Morah Jen’s Jewish Studies class: We started by discussing the upcoming holiday of Tu B’Shevat, reviewing the reason for the holiday, traditions associated with it, and the translation of the holiday’s name. We talked about the different kinds of foods we eat on Tu B’Shevat, including three categories of fruits/seeds: soft on the inside and hard on the outside; soft on the outside and hard on the inside; and soft on the outside and the inside. We sampled one of each: almond, apricot, and cranberry. We ended with another game of T’s apples to apples, in which the kids received cards listing Jewish holidays, figures from the Torah, and modern figures from real life and movies/TV. They chose from their hand the card they thought best represented Tikkun Olam. Their selections: Joseph, Tu B’Shevat, Pikachu, Yoda, and Zeus. After each student explained their choice, the class voted on which they thought should be the winning card. Tu B’Shevat and Yoda tied for the win, but Yoda won in a tie-breaker vote, since he saved many planets rather than just one.
Homework: Think of someone — real or fictional — who embodies tzedek/justice.

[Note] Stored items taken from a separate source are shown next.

//! Integration tests for the evaluator runtime's headline scenarios: binding
//! scoping, object path access, action composition, hijack/restore, and
//! throw/catch label matching.

use ember::{
    BindMode, Binding, Bounce, Cell, CellValue, CompositionTable, ContextTable, Feed, Heap, Interner, Level, LevelMode,
    Resources, RunProgress, Runner, SpecifierTable, Throw, dispatch_path, run, run_type_test,
};
use pretty_assertions::assert_eq;

// ============================================================================
// Scenario 1: let-binding scoping
// ============================================================================

#[test]
fn let_patch_shadows_outer_binding_without_mutating_it() {
    let mut heap = Heap::new();
    let mut contexts = ContextTable::new();
    let mut specifiers = SpecifierTable::new();
    let mut interner = Interner::new();
    let mut tracer = ember::NoopTracer;

    let x = interner.intern("x");
    let outer = specifiers.push_let(x, Cell::integer(1), None);
    let inner = specifiers.push_let(x, Cell::integer(2), Some(outer));

    let word = Cell::word(x, None);
    let resolved_inner = ember::resolve(&mut heap, &mut contexts, &specifiers, Some(inner), &word, None, BindMode::Read, &mut tracer).unwrap();
    assert_eq!(ember::resolve_get(&heap, &contexts, &specifiers, resolved_inner), Cell::integer(2));

    // The outer chain, consulted on its own, is untouched by the inner shadow.
    let resolved_outer = ember::resolve(&mut heap, &mut contexts, &specifiers, Some(outer), &word, None, BindMode::Read, &mut tracer).unwrap();
    assert_eq!(ember::resolve_get(&heap, &contexts, &specifiers, resolved_outer), Cell::integer(1));
}

// ============================================================================
// Scenario 2: object path get/set/unbound
// ============================================================================

#[test]
fn object_path_gets_a_field_and_errors_on_an_unknown_one() {
    let mut heap = Heap::new();
    let mut contexts = ContextTable::new();
    let mut actions = ember::ActionTable::new();
    let mut specifiers = SpecifierTable::new();
    let mut interner = Interner::new();
    let mut compositions = CompositionTable::new();
    let mut tracer = ember::NoopTracer;

    let a = interner.intern("a");
    let ctx = contexts.create(&mut heap, vec![a], vec![Cell::integer(11)]);
    let obj = Cell::new(CellValue::Object(ctx));

    let path_cells = vec![obj.clone(), Cell::word(a, None)];
    let path_series = heap.alloc(ember::Series::new(ember::Flavor::CellArray, ember::Body::Cells(path_cells)));
    let path_cell = Cell::new(CellValue::Path(path_series));

    let mut resources = Resources {
        heap: &mut heap,
        contexts: &mut contexts,
        actions: &mut actions,
        specifiers: &mut specifiers,
        interner: &mut interner,
        compositions: &mut compositions,
    };
    match dispatch_path(&path_cell, None, None, &mut resources, &mut tracer) {
        Bounce::Completed(v) => assert_eq!(v, Cell::integer(11)),
        other => panic!("expected a completed field get, got {other:?}"),
    }

    let missing = interner.intern("missing");
    let bad_path_cells = vec![obj, Cell::word(missing, None)];
    let bad_path_series = heap.alloc(ember::Series::new(ember::Flavor::CellArray, ember::Body::Cells(bad_path_cells)));
    let bad_path_cell = Cell::new(CellValue::Path(bad_path_series));
    let mut resources = Resources {
        heap: &mut heap,
        contexts: &mut contexts,
        actions: &mut actions,
        specifiers: &mut specifiers,
        interner: &mut interner,
        compositions: &mut compositions,
    };
    match dispatch_path(&bad_path_cell, None, None, &mut resources, &mut tracer) {
        Bounce::Raised(err) => assert_eq!(err.category, ember::ExcCategory::Script),
        other => panic!("expected an Access/Script error, got {other:?}"),
    }
}

#[test]
fn set_path_writes_through_to_the_object_field() {
    let mut heap = Heap::new();
    let mut contexts = ContextTable::new();
    let mut actions = ember::ActionTable::new();
    let mut specifiers = SpecifierTable::new();
    let mut interner = Interner::new();
    let mut compositions = CompositionTable::new();
    let mut tracer = ember::NoopTracer;

    let a = interner.intern("a");
    let ctx = contexts.create(&mut heap, vec![a], vec![Cell::integer(11)]);
    let obj = Cell::new(CellValue::Object(ctx));

    let path_cells = vec![obj, Cell::word(a, None)];
    let path_series = heap.alloc(ember::Series::new(ember::Flavor::CellArray, ember::Body::Cells(path_cells)));
    let path_cell = Cell::new(CellValue::Path(path_series));

    let mut resources = Resources {
        heap: &mut heap,
        contexts: &mut contexts,
        actions: &mut actions,
        specifiers: &mut specifiers,
        interner: &mut interner,
        compositions: &mut compositions,
    };
    match dispatch_path(&path_cell, None, Some(Cell::integer(99)), &mut resources, &mut tracer) {
        Bounce::Completed(v) => assert_eq!(v, Cell::integer(99)),
        other => panic!("expected the set-path write to complete, got {other:?}"),
    }
    assert_eq!(contexts.get(&heap, ctx, a), Some(Cell::integer(99)));
}

// ============================================================================
// Scenario 3: SPECIALIZE freezes a leading argument
// ============================================================================

#[test]
fn specialize_freezes_the_named_argument() {
    let mut heap = Heap::new();
    let mut actions = ember::ActionTable::new();
    let mut contexts = ContextTable::new();
    let mut specifiers = SpecifierTable::new();
    let mut interner = Interner::new();
    let mut compositions = CompositionTable::new();

    fn first_arg_dispatcher(level: &mut Level, _resources: &mut Resources<'_>) -> Bounce {
        let LevelMode::Dispatch { args, .. } = &level.mode else {
            unreachable!()
        };
        Bounce::Completed(args.first().cloned().unwrap_or_else(Cell::void))
    }

    let p1 = interner.intern("a");
    let p2 = interner.intern("b");
    let params = vec![
        ember::Param {
            symbol: p1,
            class: ember::ParamClass::Normal,
            flags: ember::ParamFlags::empty(),
            type_test: None,
        },
        ember::Param {
            symbol: p2,
            class: ember::ParamClass::Normal,
            flags: ember::ParamFlags::empty(),
            type_test: None,
        },
    ];
    let original = actions.create(&mut heap, params, first_arg_dispatcher, Vec::new(), None, None);
    let specialized = compositions.specialize(&mut actions, &mut heap, original, vec![(0, Cell::integer(99))], None);

    // Only the unfrozen parameter remains in the specialized paramlist.
    assert_eq!(actions.get(specialized).params.len(), 1);

    let mut resources = Resources {
        heap: &mut heap,
        contexts: &mut contexts,
        actions: &mut actions,
        specifiers: &mut specifiers,
        interner: &mut interner,
        compositions: &mut compositions,
    };
    let mut level = Level::new_eval(Feed::from_variadic(std::iter::empty()));
    level.mode = LevelMode::Dispatch {
        action: specialized,
        args: vec![Cell::integer(1)],
    };
    let dispatcher = resources.actions.get(specialized).dispatcher;
    match dispatcher(&mut level, &mut resources) {
        Bounce::Completed(v) => assert_eq!(v, Cell::integer(99)),
        other => panic!("expected the frozen argument to win, got {other:?}"),
    }
}

// ============================================================================
// Scenario 4: HIJACK then RESTORE
// ============================================================================

#[test]
fn hijack_then_restore_round_trips_the_original_dispatcher() {
    let mut heap = Heap::new();
    let mut actions = ember::ActionTable::new();
    let mut compositions = CompositionTable::new();

    fn original_dispatcher(_level: &mut Level, _resources: &mut Resources<'_>) -> Bounce {
        Bounce::Completed(Cell::integer(1))
    }
    fn hijacked_dispatcher(_level: &mut Level, _resources: &mut Resources<'_>) -> Bounce {
        Bounce::Completed(Cell::integer(2))
    }

    let target = actions.create(&mut heap, Vec::new(), original_dispatcher, Vec::new(), None, None);

    compositions.backup_for_hijack(&actions, target);
    actions.hijack(target, hijacked_dispatcher, Vec::new(), &mut heap);
    assert_eq!(actions.get(target).dispatcher as usize, hijacked_dispatcher as usize);

    let restored = compositions.restore(&mut actions, &mut heap, target);
    assert!(restored);
    assert_eq!(actions.get(target).dispatcher as usize, original_dispatcher as usize);
}

// ============================================================================
// Scenario 5: throw/catch label matching
// ============================================================================

fn throwing_dispatcher(_level: &mut Level, _resources: &mut Resources<'_>) -> Bounce {
    let mut interner_local = Interner::new();
    let label_sym = interner_local.intern("stop");
    Bounce::Threw(Throw::named(Cell::word(label_sym, None), Cell::integer(42)))
}

#[test]
fn named_throw_escapes_and_matches_by_label_identity() {
    let mut heap = Heap::new();
    let mut contexts = ContextTable::new();
    let mut actions = ember::ActionTable::new();
    let mut specifiers = SpecifierTable::new();
    let mut interner = Interner::new();
    let mut compositions = CompositionTable::new();
    let mut tracer = ember::NoopTracer;

    let stop = interner.intern("stop");
    let action = actions.create(&mut heap, Vec::new(), throwing_dispatcher, Vec::new(), None, None);

    let mut resources = Resources {
        heap: &mut heap,
        contexts: &mut contexts,
        actions: &mut actions,
        specifiers: &mut specifiers,
        interner: &mut interner,
        compositions: &mut compositions,
    };
    let mut root = Level::new_root(Feed::from_variadic(std::iter::empty()));
    root.mode = LevelMode::Dispatch { action, args: Vec::new() };

    let err = run(root, &mut resources, &mut tracer).unwrap_err();
    assert!(err.matches(Some(&Cell::word(stop, None))));
    assert!(!err.matches(None));
    assert_eq!(err.value, Cell::integer(42));
}

// ============================================================================
// Scenario 6: FOR-EACH quoted-binding passthrough mutates the outer variable
// ============================================================================

#[test]
fn hard_quoted_loop_variable_mutates_the_outer_slot_in_place() {
    // `'x` in a paramlist means the loop body's variable IS the caller's `x`
    // slot, not a fresh one: each iteration's SET-WORD mutates that same
    // context slot directly, so the binding observed afterward reflects the
    // last iteration, not a shadow that disappears when the loop ends.
    let mut heap = Heap::new();
    let mut contexts = ContextTable::new();
    let mut interner = Interner::new();
    let specifiers = SpecifierTable::new();
    let mut tracer = ember::NoopTracer;

    let x = interner.intern("x");
    let ctx = contexts.create(&mut heap, vec![x], vec![Cell::integer(1)]);
    let outer_word = Cell::word(x, Some(Binding::Context(ctx)));

    for value in [10, 20] {
        let resolved = ember::resolve(&mut heap, &mut contexts, &specifiers, None, &outer_word, None, BindMode::Read, &mut tracer).unwrap();
        let ember::Resolved::ContextSlot(ctx_hit, idx) = resolved else {
            panic!("expected the hard-quoted word to resolve into the caller's context slot");
        };
        assert_eq!(ctx_hit, ctx);
        heap.get_mut(ctx_hit.varlist()).cells_mut()[idx] = Cell::integer(value);
    }

    let resolved = ember::resolve(&mut heap, &mut contexts, &specifiers, None, &outer_word, None, BindMode::Read, &mut tracer).unwrap();
    assert_eq!(ember::resolve_get(&heap, &contexts, &specifiers, resolved), Cell::integer(20));
}

// ============================================================================
// Scenario 1b: enfix folds the prior result into its first argument
// ============================================================================

fn plus_dispatcher(level: &mut Level, _resources: &mut Resources<'_>) -> Bounce {
    let LevelMode::Dispatch { args, .. } = &level.mode else {
        unreachable!()
    };
    let (CellValue::Integer(a), CellValue::Integer(b)) = (&args[0].value, &args[1].value) else {
        return Bounce::Raised(ember::RuntimeError::new(ember::ExcCategory::Script, "plus requires two integers"));
    };
    Bounce::Completed(Cell::integer(a + b))
}

#[test]
fn enfix_operator_rolls_prior_output_into_its_first_argument() {
    let mut heap = Heap::new();
    let mut contexts = ContextTable::new();
    let mut actions = ember::ActionTable::new();
    let mut specifiers = SpecifierTable::new();
    let mut interner = Interner::new();
    let mut compositions = CompositionTable::new();
    let mut tracer = ember::NoopTracer;

    let param = |symbol| ember::Param {
        symbol,
        class: ember::ParamClass::Normal,
        flags: ember::ParamFlags::empty(),
        type_test: None,
    };
    let a = interner.intern("a");
    let b = interner.intern("b");
    let plus = actions.create(&mut heap, vec![param(a), param(b)], plus_dispatcher, Vec::new(), None, None);
    actions.mark_enfix(plus);

    let ten_sym = interner.intern("ten");
    let plus_sym = interner.intern("plus");
    let ctx = contexts.create(
        &mut heap,
        vec![ten_sym, plus_sym],
        vec![Cell::integer(10), Cell::new(CellValue::Action(plus))],
    );
    let specifier = specifiers.push_varlist_tail(ctx, None);

    let cells: std::rc::Rc<[Cell]> = vec![Cell::word(ten_sym, None), Cell::word(plus_sym, None), Cell::integer(5)].into();
    let level = Level::new_root(Feed::from_block(cells, Some(specifier)));
    let mut resources = Resources {
        heap: &mut heap,
        contexts: &mut contexts,
        actions: &mut actions,
        specifiers: &mut specifiers,
        interner: &mut interner,
        compositions: &mut compositions,
    };
    let result = run(level, &mut resources, &mut tracer).unwrap();
    assert_eq!(result, Cell::integer(15));
}

// ============================================================================
// Embedding-level smoke test tying the trampoline to the public API
// ============================================================================

#[test]
fn runner_evaluates_and_type_tests_a_defined_value() {
    let mut runner = Runner::new();
    runner.interpreter_mut().define("answer", ember::ApiValue::integer(42));
    let sym = runner.interpreter_mut().intern("answer");
    match runner.pump(vec![Cell::word(sym, None)]) {
        RunProgress::Complete(ember::EvalOutcome::Value(v)) => assert_eq!(v.unbox_integer(), Some(42)),
        other => panic!("unexpected outcome: {other:?}"),
    }

    let mut heap = Heap::new();
    let mut contexts = ContextTable::new();
    let mut actions = ember::ActionTable::new();
    let mut specifiers = SpecifierTable::new();
    let mut interner = Interner::new();
    let mut compositions = CompositionTable::new();
    let mut resources = Resources {
        heap: &mut heap,
        contexts: &mut contexts,
        actions: &mut actions,
        specifiers: &mut specifiers,
        interner: &mut interner,
        compositions: &mut compositions,
    };
    let sym = resources.interner.intern("integer?");
    let test = vec![Cell::word(sym, None)];
    assert!(run_type_test(&test, &Cell::integer(1), &mut resources).unwrap());
    assert!(!run_type_test(&test, &Cell::blank(), &mut resources).unwrap());
}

Morah Erin’s and Moreh Zach’s Jewish studies: Our middah of the week, in honor of upcoming tu b’shevat, was l’ovdah ul’shomrah, to work it and protect it, at line from Genesis 2:15 and expanded on in Leviticus 19:23. We thought a little about the balance of working the land and protecting it, an idea that reaches as far back as the bible, but has become increasingly complicated in modern times. The students created poems together using psalm 24:1 (the earth is God’s and all that it holds, the world and all its inhabitants). We added to this 5 times in round robin style so that we created 5 poems all by all of the students in the class. Our Jew of the week was Barry Commoner, a scientist, politician, and founder of the modern environmental movement. We talked about his work discovering strontium 90 in babies teeth in the 1950s and 60s, and how it led to the partial nuclear test ban treaty. Students received a hand out with his four laws of ecology.
Homework: Ask about the four laws of ecology handout and what it might mean. I am attaching the upcoming report assignment we’ll be working on. Try to choose someone for the project and bring the name to the next class. See attachment.